Security Is Not Just IT
Security is not just a computer issue. Security is a business issue. Businesses need to see security as an essential part of their organization. This idea is important, because any breach at any location throughout the organization can result in severe damage to the company as a whole, as well as the IT infrastructure.
Security is a complete system with defenses, deterrents, and detection components for IT as well as the facility and its personnel. Without a complete, company-wide application of security, it will be ineffective. Just as only applying sunscreen to one arm will not protect the whole body, all of your bases should be covered when it comes to security.
In attempting to save money by only protecting the computers and the network, the result will not only be inadequate protections, it will also be wasted time and effort as well.
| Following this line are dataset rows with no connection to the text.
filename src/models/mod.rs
pub mod product;
pub mod user;

pub use product::*;
pub use user::*;
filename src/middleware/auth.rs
use crate::services::session::{SessionManager, SESSION_COOKIE};
use actix_web::{
    body::EitherBody,
    dev::{forward_ready, Service, ServiceRequest, ServiceResponse, Transform},
    http::header,
    web, Error, HttpMessage, HttpResponse,
};
use futures::future::LocalBoxFuture;
use std::future::{ready, Ready};

pub const LOGIN_PATH: &str = "/login";

/// Lets the request through only with a valid session cookie.
///
/// The restored `SessionUser` is put in the request extensions (read it with
/// `web::ReqData<SessionUser>`); anything else is redirected to `/login`.
pub struct RequireSession;

impl<S, B> Transform<S, ServiceRequest> for RequireSession
where
    S: Service<ServiceRequest, Response = ServiceResponse<B>, Error = Error>,
    S::Future: 'static,
    B: 'static,
{
    type Response = ServiceResponse<EitherBody<B>>;
    type Error = Error;
    type InitError = ();
    type Transform = RequireSessionMiddleware<S>;
    type Future = Ready<Result<Self::Transform, Self::InitError>>;

    fn new_transform(&self, service: S) -> Self::Future {
        ready(Ok(RequireSessionMiddleware { service }))
    }
}

pub struct RequireSessionMiddleware<S> {
    service: S,
}

impl<S, B> Service<ServiceRequest> for RequireSessionMiddleware<S>
where
    S: Service<ServiceRequest, Response = ServiceResponse<B>, Error = Error>,
    S::Future: 'static,
    B: 'static,
{
    type Response = ServiceResponse<EitherBody<B>>;
    type Error = Error;
    type Future = LocalBoxFuture<'static, Result<Self::Response, Self::Error>>;

    forward_ready!(service);

    fn call(&self, req: ServiceRequest) -> Self::Future {
        let user = match (
            req.app_data::<web::Data<SessionManager>>(),
            req.cookie(SESSION_COOKIE),
        ) {
            (Some(sessions), Some(cookie)) => match sessions.user_from_cookie(cookie.value()) {
                Ok(user) => Some(user),
                Err(e) => {
                    log::warn!("🔒 {} {} - rejected session: {}", req.method(), req.path(), e);
                    None
                }
            },
            (None, _) => {
                log::error!("❌ SessionManager missing from app data");
                None
            }
            (_, None) => None,
        };

        match user {
            Some(user) => {
                req.extensions_mut().insert(user);
                let fut = self.service.call(req);
                Box::pin(async move {
                    let res = fut.await?;
                    Ok(res.map_into_left_body())
                })
            }
            None => {
                log::info!("🔒 {} {} - not authenticated, redirecting", req.method(), req.path());
                let response = HttpResponse::Found()
                    .insert_header((header::LOCATION, LOGIN_PATH))
                    .finish()
                    .map_into_right_body();
                Box::pin(async move { Ok(req.into_response(response)) })
            }
        }
    }
}
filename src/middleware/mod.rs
pub mod auth;
pub mod security_headers;

pub use auth::RequireSession;
pub use security_headers::SecurityHeaders;
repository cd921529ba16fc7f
pub mod error;

pub use error::*;
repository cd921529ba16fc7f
pub mod oauth;
pub mod session;

pub use oauth::{GoogleProvider, IdentityProvider};
pub use session::SessionManager;
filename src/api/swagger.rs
use utoipa::OpenApi;

#[derive(OpenApi)]
#[openapi(
    info(
        title = "Starter API",
        version = "0.1.0",
        description = "Google OAuth2 login with cookie sessions, plus placeholder CRUD routes for users and products.\n\n**Authentication:** `GET /auth/google` starts the login; `/profile` requires the `session` cookie set by the callback."
    ),
    paths(
        // Health
        crate::api::health::health_check,

        // Home
        crate::api::home::error_demo,

        // Users
        crate::api::users::get_users,
        crate::api::users::get_user_by_id,
        crate::api::users::create_user,
        crate::api::users::update_user,
        crate::api::users::delete_user,

        // Products
        crate::api::products::get_products,
        crate::api::products::get_product_by_id,
        crate::api::products::create_product,
        crate::api::products::update_product,
        crate::api::products::delete_product,
    ),
    components(
        schemas(
            crate::api::health::HealthResponse,
            crate::models::Product,
            crate::models::SessionUser,
        )
    ),
    tags(
        (name = "Health", description = "Service and database status."),
        (name = "Home", description = "Banner and error demonstration."),
        (name = "Users", description = "Placeholder user routes; nothing is persisted."),
        (name = "Products", description = "Placeholder product routes; nothing is persisted."),
    )
)]
pub struct ApiDoc;

#[cfg(test)]
mod tests {
    use super::*;

    #[test]
    fn test_openapi_lists_routes() {
        let doc = ApiDoc::openapi();
        let paths: Vec<&String> = doc.paths.paths.keys().collect();

        for expected in [
            "/health",
            "/api/error-demo",
            "/api/users",
            "/api/users/{id}",
            "/api/products",
            "/api/products/{id}",
        ] {
            assert!(
                paths.iter().any(|p| p.as_str() == expected),
                "missing {}",
                expected
            );
        }
    }
}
Without a complete solution addressing each threat, a company remains at risk.

Security Cost Is Not Just Purchase Price
The purchase price of a new security component is not the only factor that should be addressed when evaluating security costs. In fact, often the purchase or licensing fee of a product is small in comparison to other costs of maintaining security over time. You should take into consideration the expense of training administrators to install, configure, manage, maintain, and troubleshoot a product over its lifetime. And as an administrator spends time on one product or system, they are not spending time on another. This is a form of opportunity cost that must be evaluated.
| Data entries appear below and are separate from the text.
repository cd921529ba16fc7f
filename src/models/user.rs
use serde::{Deserialize, Serialize};

/// Identity held in the session after an OAuth login.
///
/// Built from the provider profile on every login and never persisted.
#[derive(Debug, Serialize, Deserialize, Clone, PartialEq, Eq, utoipa::ToSchema)]
#[serde(rename_all = "camelCase")]
pub struct SessionUser {
    pub id: String,
    pub display_name: String,
    pub email: String,
    pub provider: String,
}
Next, workers will need to be trained on using the product, or at least working within the confines the security product places on them. This will result in some form of reduced or lost productivity in most situations, plus, whenever the security product interferes with their work due to a failure, mis-configuration, etc., the downtime must be estimated and the help desk and tech support costs should be considered.
Additionally, security products may require supporting hardware or software, require regular maintenance, updates, upgrades, consume electricity and storage space, computation cycles, and use memory. As these resources are consumed or used by the security solutions, they are not available for use by the productivity solutions.
These are just some of the costs of security that are often overlooked or at least not fully evaluated. Thus, proper long term, true cost of deployment evaluations are needed to select the most effective but least life-costly security product. This is likely one of the best ways to save money on security – i.e., don’t spend more in the long-run by purchasing a solution that gets in the way of production.


Improve Security While Reducing Costs with Training
Yet another way to stretch your IT and security budget is to spend it wisely on training. By improving the knowledge and skill base of your existing staff, you directly improve your organization’s internal ability to handle its own security issues. As you train existing staff, they can move up the position hierarchy – vacating lower job positions to be filled by new, fresh employees eager to learn. When your own employees, from administrators to managers, to help desk, to individual workers, are more knowledgeable about their assigned work tasks, computers and networking in general, and in regards to IT security, your organization directly benefits. Those benefits include being able to re-use existing equipment more efficiently, properly tune and manage the environment, prevent external consulting or technical support, reduce the need for more staff, etc.